Much of his animation and understandable animus, not surprisingly, is directed at those who he feels played a role in the downfall of AIG. The managers who took over AIG were simply were not, in his estimation, up to managing financial risk as they needed to be — and the cost was undermining a firm that had been a rock-solid AAA giant of Wall Street for decades. Then came the government takeover of the company. It, too, has gone badly from the start with over $30 billion of the $85 billion allocated to the company instantly being passed straight through to counterparties, the largest of which was Henry Paulson’s old firm Goldman Sachs. Greenberg ruefully notes that the only external firm represented in the room when the deal was worked out was Goldman Chairman Lloyd Blankfein.

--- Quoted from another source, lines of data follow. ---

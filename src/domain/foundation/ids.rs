//! Strongly-typed identifier value objects.

use serde::{Deserialize, Serialize};
use std::fmt;
use std::str::FromStr;
use uuid::Uuid;

/// Unique identifier for an organization.
#[derive(Debug, Clone, Copy, PartialEq, Eq, Hash, Serialize, Deserialize)]
#[serde(transparent)]
pub struct OrganizationId(Uuid);

impl OrganizationId {
    /// Creates a new random OrganizationId.
    pub fn new() -> Self {
        Self(Uuid::new_v4())
    }

    /// Creates an OrganizationId from an existing UUID.
    pub fn from_uuid(uuid: Uuid) -> Self {
        Self(uuid)
    }

    /// Returns the inner UUID.
    pub fn as_uuid(&self) -> &Uuid {
        &self.0
    }
}

impl Default for OrganizationId {
    fn default() -> Self {
        Self::new()
    }
}

impl fmt::Display for OrganizationId {
    fn fmt(&self, f: &mut fmt::Formatter<'_>) -> fmt::Result {
        write!(f, "{}", self.0)
    }
}

impl FromStr for OrganizationId {
    type Err = uuid::Error;

    fn from_str(s: &str) -> Result<Self, Self::Err> {
        Ok(Self(Uuid::parse_str(s)?))
    }
}

/// Unique identifier for a template action in the shared catalog.
#[derive(Debug, Clone, Copy, PartialEq, Eq, Hash, Serialize, Deserialize)]
#[serde(transparent)]
pub struct TemplateActionId(Uuid);

impl TemplateActionId {
    /// Creates a new random TemplateActionId.
    pub fn new() -> Self {
        Self(Uuid::new_v4())
    }

    /// Creates a TemplateActionId from an existing UUID.
    pub fn from_uuid(uuid: Uuid) -> Self {
        Self(uuid)
    }

    /// Returns the inner UUID.
    pub fn as_uuid(&self) -> &Uuid {
        &self.0
    }
}

impl Default for TemplateActionId {
    fn default() -> Self {
        Self::new()
    }
}

impl fmt::Display for TemplateActionId {
    fn fmt(&self, f: &mut fmt::Formatter<'_>) -> fmt::Result {
        write!(f, "{}", self.0)
    }
}

impl FromStr for TemplateActionId {
    type Err = uuid::Error;

    fn from_str(s: &str) -> Result<Self, Self::Err> {
        Ok(Self(Uuid::parse_str(s)?))
    }
}

/// Unique identifier for an uploaded evidence artifact.
#[derive(Debug, Clone, Copy, PartialEq, Eq, Hash, Serialize, Deserialize)]
#[serde(transparent)]
pub struct EvidenceId(Uuid);

impl EvidenceId {
    /// Creates a new random EvidenceId.
    pub fn new() -> Self {
        Self(Uuid::new_v4())
    }

    /// Creates an EvidenceId from an existing UUID.
    pub fn from_uuid(uuid: Uuid) -> Self {
        Self(uuid)
    }

    /// Returns the inner UUID.
    pub fn as_uuid(&self) -> &Uuid {
        &self.0
    }
}

impl Default for EvidenceId {
    fn default() -> Self {
        Self::new()
    }
}

impl fmt::Display for EvidenceId {
    fn fmt(&self, f: &mut fmt::Formatter<'_>) -> fmt::Result {
        write!(f, "{}", self.0)
    }
}

impl FromStr for EvidenceId {
    type Err = uuid::Error;

    fn from_str(s: &str) -> Result<Self, Self::Err> {
        Ok(Self(Uuid::parse_str(s)?))
    }
}

/// Unique identifier for a user (editor/uploader references).
#[derive(Debug, Clone, Copy, PartialEq, Eq, Hash, Serialize, Deserialize)]
#[serde(transparent)]
pub struct UserId(Uuid);

impl UserId {
    /// Creates a new random UserId.
    pub fn new() -> Self {
        Self(Uuid::new_v4())
    }

    /// Creates a UserId from an existing UUID.
    pub fn from_uuid(uuid: Uuid) -> Self {
        Self(uuid)
    }

    /// Returns the inner UUID.
    pub fn as_uuid(&self) -> &Uuid {
        &self.0
    }
}

impl Default for UserId {
    fn default() -> Self {
        Self::new()
    }
}

impl fmt::Display for UserId {
    fn fmt(&self, f: &mut fmt::Formatter<'_>) -> fmt::Result {
        write!(f, "{}", self.0)
    }
}

impl FromStr for UserId {
    type Err = uuid::Error;

    fn from_str(s: &str) -> Result<Self, Self::Err> {
        Ok(Self(Uuid::parse_str(s)?))
    }
}
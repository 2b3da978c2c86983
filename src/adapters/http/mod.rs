//! HTTP adapters - REST API implementations.

pub mod plan;

pub use plan::{plan_routes, PlanHandlers};
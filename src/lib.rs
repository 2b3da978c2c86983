//! Plan Press - Management Plan Document Service
//!
//! This crate resolves per-organization management plans from a shared
//! template catalog plus sparse overrides, and renders them as streamed,
//! flow-paginated PDF documents.

pub mod adapters;
pub mod application;
pub mod config;
pub mod domain;
pub mod ports;
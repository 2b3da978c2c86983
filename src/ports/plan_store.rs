//! Plan Store Port - Persistence for templates, overrides, evidence and narratives.
//!
//! The domain depends on this trait; adapters (Postgres, in-memory) provide
//! the implementation.

use async_trait::async_trait;
use serde::{Deserialize, Serialize};

use crate::domain::foundation::{DomainError, OrganizationId, TemplateActionId, UserId};
use crate::domain::plan::{Evidence, NarrativeField, NarrativeKind, OverrideAction, TemplateAction};

/// Organization row as the plan subsystem sees it.
#[derive(Debug, Clone, Serialize, Deserialize)]
pub struct OrganizationRecord {
    pub id: OrganizationId,
    pub name: String,
    pub assigned_technician_id: Option<UserId>,
    pub draft: NarrativeField,
    pub synthetic_report: NarrativeField,
}

/// Port for plan persistence operations.
///
/// # Contract
///
/// Implementations must:
/// - Return template actions ordered by `display_order`, then title
/// - Return evidence ordered newest first
/// - Upsert override rows keyed on (organization, template action)
/// - Treat a missing row on delete as success (idempotent delete)
#[async_trait]
pub trait PlanStore: Send + Sync {
    /// Find an organization by ID.
    ///
    /// # Returns
    ///
    /// The record if found, None otherwise.
    async fn find_organization(
        &self,
        id: OrganizationId,
    ) -> Result<Option<OrganizationRecord>, DomainError>;

    /// List the active template catalog in display order.
    ///
    /// Inactive template actions are excluded; they stay out of every
    /// resolved plan even when an override row for them survives.
    async fn list_active_template_actions(&self) -> Result<Vec<TemplateAction>, DomainError>;

    /// List all override rows for one organization.
    async fn list_overrides(
        &self,
        organization_id: OrganizationId,
    ) -> Result<Vec<OverrideAction>, DomainError>;

    /// Insert or replace the override row for (organization, template action).
    async fn upsert_override_row(&self, row: &OverrideAction) -> Result<(), DomainError>;

    /// Delete the override row for (organization, template action).
    ///
    /// # Returns
    ///
    /// `true` if a row existed and was removed, `false` if there was
    /// nothing to delete.
    async fn delete_override_row(
        &self,
        organization_id: OrganizationId,
        template_action_id: TemplateActionId,
    ) -> Result<bool, DomainError>;

    /// List evidence for one organization, newest first.
    async fn list_evidence(
        &self,
        organization_id: OrganizationId,
    ) -> Result<Vec<Evidence>, DomainError>;

    /// Overwrite one narrative field on the organization record.
    ///
    /// # Errors
    ///
    /// Returns `DomainError` with `OrganizationNotFound` if the
    /// organization does not exist.
    async fn update_narrative_field(
        &self,
        organization_id: OrganizationId,
        kind: NarrativeKind,
        field: &NarrativeField,
    ) -> Result<(), DomainError>;
}

// ════════════════════════════════════════════════════════════════════════════════
// Tests
// ════════════════════════════════════════════════════════════════════════════════
//! Ports: trait contracts the application layer depends on.

mod artifact_store;
mod document_renderer;
mod plan_store;

pub use artifact_store::{ArtifactError, ArtifactStore};
pub use document_renderer::{DocumentRenderer, DocumentStream};
pub use plan_store::{OrganizationRecord, PlanStore};
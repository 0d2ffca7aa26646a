//! WiFi association.

use embassy_net::Stack;
use embassy_time::{Duration, Timer, WithTimeout};
use esp_radio::wifi::{ClientConfig, ModeConfig, WifiController};
use log::{info, warn};

use crate::app_state::{AppError, message};

/// How long DHCP may take once the link is up.
const DHCP_TIMEOUT_SECS: u64 = 20;
/// Pause between association attempts.
const ATTEMPT_BACKOFF_MS: u64 = 500;

/// Associate with the access point and wait for an IPv4 lease.
///
/// Gives up after `max_attempts` failed associations, so a missing network
/// costs a bounded amount of battery before the device goes back to sleep.
pub async fn connect(
    controller: &mut WifiController<'static>,
    stack: Stack<'static>,
    ssid: &str,
    password: &str,
    max_attempts: u32,
) -> Result<(), AppError> {
    let client_config = ModeConfig::Client(
        ClientConfig::default()
            .with_ssid(ssid.into())
            .with_password(password.into()),
    );
    controller
        .set_config(&client_config)
        .map_err(|err| AppError::Wifi(message(format_args!("config: {:?}", err))))?;

    if !matches!(controller.is_started(), Ok(true)) {
        controller
            .start_async()
            .await
            .map_err(|err| AppError::Wifi(message(format_args!("start: {:?}", err))))?;
        info!("WiFi started");
    }

    let mut attempt = 1;
    loop {
        info!("Connecting to {} (attempt {}/{})", ssid, attempt, max_attempts);
        match controller.connect_async().await {
            Ok(()) => break,
            Err(err) if attempt >= max_attempts => {
                return Err(AppError::Wifi(message(format_args!(
                    "{:?} after {} attempts",
                    err, attempt
                ))));
            }
            Err(err) => {
                warn!("WiFi connect failed: {:?}", err);
                attempt += 1;
                Timer::after(Duration::from_millis(ATTEMPT_BACKOFF_MS)).await;
            }
        }
    }

    stack
        .wait_config_up()
        .with_timeout(Duration::from_secs(DHCP_TIMEOUT_SECS))
        .await
        .map_err(|_| AppError::Wifi(message("DHCP timed out")))?;
    if let Some(config) = stack.config_v4() {
        info!("Got IP: {}", config.address);
    }
    Ok(())
}

/// Drop the association before deep sleep.
pub async fn disconnect(controller: &mut WifiController<'static>) {
    if let Err(err) = controller.disconnect_async().await {
        warn!("WiFi disconnect failed: {:?}", err);
    }
    if let Err(err) = controller.stop_async().await {
        warn!("WiFi stop failed: {:?}", err);
    }
}
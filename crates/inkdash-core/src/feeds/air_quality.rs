use alloc::string::{String, ToString};
use serde_json::Value;

use crate::json::FieldLookup;

/// Radon level assumed when the sensor reports none. The page only shows
/// radon when it differs from this.
pub const DEFAULT_RADON_LEVEL: &str = "good";

/// Indoor readings from the air-quality sensor bridge.
#[derive(Debug, Clone, PartialEq)]
pub struct AirQualitySnapshot {
    pub indoor_temp_c: f32,
    pub indoor_humidity_pct: f32,
    pub radon_level: String,
}

impl Default for AirQualitySnapshot {
    fn default() -> Self {
        Self {
            indoor_temp_c: 0.0,
            indoor_humidity_pct: 0.0,
            radon_level: DEFAULT_RADON_LEVEL.to_string(),
        }
    }
}

impl AirQualitySnapshot {
    pub fn from_json(doc: &Value) -> Self {
        Self {
            indoor_temp_c: doc.f32_or(&["data", "temperature"], 0.0),
            indoor_humidity_pct: doc.f32_or(&["data", "humidity"], 0.0),
            radon_level: doc
                .str_or(&["data", "radon_24h_level"], DEFAULT_RADON_LEVEL)
                .to_string(),
        }
    }

    pub fn radon_notable(&self) -> bool {
        self.radon_level != DEFAULT_RADON_LEVEL
    }
}

#[cfg(test)]
mod tests {
    use super::*;
    use serde_json::json;

    #[test]
    fn test_radon_defaults_to_good() {
        let aq = AirQualitySnapshot::from_json(&json!({ "data": { "temperature": 21.3 } }));
        assert_eq!(aq.indoor_temp_c, 21.3);
        assert_eq!(aq.indoor_humidity_pct, 0.0);
        assert_eq!(aq.radon_level, "good");
        assert!(!aq.radon_notable());
    }

    #[test]
    fn test_notable_radon() {
        let aq = AirQualitySnapshot::from_json(&json!({ "data": { "radon_24h_level": "poor" } }));
        assert!(aq.radon_notable());
    }
}
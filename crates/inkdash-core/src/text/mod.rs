//! Text limiting and formatting used by the page layout.

mod shaping;

pub use shaping::{GlyphToken, Mark, cell_count, shape};

use alloc::string::String;
use alloc::vec::Vec;

/// Cell budget for event summaries and dinner text.
pub const DEFAULT_TEXT_BUDGET_CHARS: usize = 32;

/// Maximum characters in the footer error banner, label included.
pub const DEFAULT_BANNER_MAX_CHARS: usize = 72;

/// Appended to truncated text; counts toward the budget.
pub const ELLIPSIS: &str = "...";

/// Label in front of the footer error list.
pub const BANNER_LABEL: &str = "Feil: ";

/// Cap `text` at `budget` drawn cells, ending in `...` when cut.
///
/// Cells are counted after shaping, so digraph expansions such as `æ` to
/// `ae` count twice.
pub fn truncate(text: &str, budget: usize) -> String {
    if text.chars().map(cell_count).sum::<usize>() <= budget {
        return String::from(text);
    }
    let keep = budget.saturating_sub(ELLIPSIS.len());
    let mut out = String::new();
    let mut used = 0;
    for ch in text.chars() {
        used += cell_count(ch);
        if used > keep {
            break;
        }
        out.push(ch);
    }
    out.push_str(&ELLIPSIS[..budget.min(ELLIPSIS.len())]);
    out
}

/// Render an event start timestamp as `HH:MM`, or `HH` on the whole hour.
///
/// The time part starts after the 11-character `YYYY-MM-DDT` prefix. Returns
/// an empty string when the timestamp has no time part (all-day events).
pub fn format_event_time(start: &str) -> String {
    let clock: String = start.chars().skip(11).take(5).collect();
    match clock.split_once(':') {
        Some((hour, "00")) => String::from(hour),
        _ => clock,
    }
}

/// Display label for a timetable key: `"2b_Ola"` becomes `"Ola"`.
///
/// Only a non-empty prefix before the first underscore is stripped.
pub fn student_label(key: &str) -> &str {
    match key.find('_') {
        Some(pos) if pos > 0 => &key[pos + 1..],
        _ => key,
    }
}

/// Accumulates short failure tags for the footer banner.
#[derive(Debug, Clone, Default, PartialEq, Eq)]
pub struct ErrorBanner {
    tags: Vec<String>,
}

impl ErrorBanner {
    pub fn new() -> Self {
        Self::default()
    }

    pub fn push(&mut self, tag: &str) {
        self.tags.push(String::from(tag));
    }

    pub fn is_empty(&self) -> bool {
        self.tags.is_empty()
    }

    pub fn tags(&self) -> &[String] {
        &self.tags
    }

    /// `Feil: a, b, c`, capped at `max_chars` overall.
    pub fn text(&self, max_chars: usize) -> Option<String> {
        if self.tags.is_empty() {
            return None;
        }
        let mut line = String::from(BANNER_LABEL);
        line.push_str(&self.tags.join(", "));
        Some(truncate(&line, max_chars))
    }
}

#[cfg(test)]
mod tests {
    use super::*;

    #[test]
    fn test_truncate_long_summary() {
        let summary = "Foreldremøte i gymsalen med påfølgende dugnad ute!";
        assert_eq!(summary.chars().count(), 50);

        let cut = truncate(summary, DEFAULT_TEXT_BUDGET_CHARS);
        assert_eq!(cut.chars().count(), DEFAULT_TEXT_BUDGET_CHARS);
        assert!(cut.ends_with(ELLIPSIS));
    }

    #[test]
    fn test_truncate_short_and_exact() {
        assert_eq!(truncate("Taco", 32), "Taco");
        assert_eq!(truncate("abcdef", 6), "abcdef");
        assert_eq!(truncate("abcdefg", 6), "abc...");
        assert_eq!(truncate("abcdefg", 2), "..");
    }

    #[test]
    fn test_truncate_counts_shaped_cells() {
        assert_eq!(truncate("øåøåøå", 5), "øå...");
        assert_eq!(truncate("æøåæøå", 5), "æ...");
        assert_eq!(truncate("Smørbrød", 8), "Smørbrød");

        let dinner = "Blåbærsyltetøy, rømmegrøt og kjøttkaker";
        let cut = truncate(dinner, DEFAULT_TEXT_BUDGET_CHARS);
        assert!(cut.ends_with(ELLIPSIS));
        assert!(shape(&cut).len() <= DEFAULT_TEXT_BUDGET_CHARS);

        let full = "æææææææææææææææææææææææææææææææ";
        assert_eq!(shape(&truncate(full, DEFAULT_TEXT_BUDGET_CHARS)).len(), 31);
    }

    #[test]
    fn test_event_time() {
        assert_eq!(format_event_time("2024-01-01T18:00:00"), "18");
        assert_eq!(format_event_time("2024-01-01T18:30:00"), "18:30");
        assert_eq!(format_event_time("2024-01-01T07:05"), "07:05");
        assert_eq!(format_event_time("2024-01-01"), "");
    }

    #[test]
    fn test_student_label() {
        assert_eq!(student_label("2b_Ola"), "Ola");
        assert_eq!(student_label("a_b_c"), "b_c");
        assert_eq!(student_label("_Kari"), "_Kari");
        assert_eq!(student_label("Per"), "Per");
    }

    #[test]
    fn test_banner() {
        let mut banner = ErrorBanner::new();
        assert_eq!(banner.text(72), None);

        banner.push("Vaer");
        banner.push("Kalender");
        assert_eq!(banner.text(72).as_deref(), Some("Feil: Vaer, Kalender"));
        assert_eq!(banner.text(12).as_deref(), Some("Feil: Vae..."));
    }
}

Now, Greenberg is trying to persuade the government that rather than selling off pieces of AIG to achieve the liquidation, as was Paulson’s stated goal, the taxpayers would be better served by restructuring the financing that AIG received by spreading out the required payback and reducing the U.S. share of the pie to a considerably smaller piece. Then, he argues, the United States might be able to sell the company intact. This, he feels, will get a better price for taxpayers because it is the path that is likely to give the company the best real chance to grow again. Greenberg himself has said he might be interested in buying back the company he built — so his views on this have to be seen as those of an interested party. But it does leave anyone with a memory of Greenberg’s legendary mastery of the insurance world and his building of the firm over many decades wondering: What really is in the best interest of all of us who actually now are the owners of the firm? A fire sale when prices are sure to be depressed just by virtue of the market’s dark mood and how such sell-offs are perceived by potential buyers? Or keeping the firm intact and focusing on restoring value and growth? We’ve already spent the money. Being a little patient and finding a way to get the assets into the hands of people who really know how to manage them might actually work out better for us in the long run.
When asked about the management of the financial rescue, Greenberg grew reflective and frustrated. He sees many more bank failures ahead, tough times in consumer credit markets, and a vastly restructured financial world in which the day of trader-dominated firms is over, and fee-based advisory services drive surviving businesses. Most importantly, in this scenario the United States has lost an important strategic resource as both its oceans of liquidity and engines of liquidity have shrunk dramatically. This last point is a significant one. American power in the last few decades has been largely driven by our access to capital, fueling growth. Now, a chastened, fundamentally diminished system is going to make materially less capital available for years to come in the United States — even as markets elsewhere in the world gain a relative edge.
Greenberg believes a new super-regulator may be needed, not the Fed, not the SEC, but one run by experienced market professionals, as well as better coordinating mechanisms among developed nations (or however big a group can agree to such standardization). He is not for big government, but recognizes that the era of “leave it to the markets” is over. “Will we become a social democracy? I don’t think so. It’s not in our genes. But we might be for the next 8 or 10 years or so.”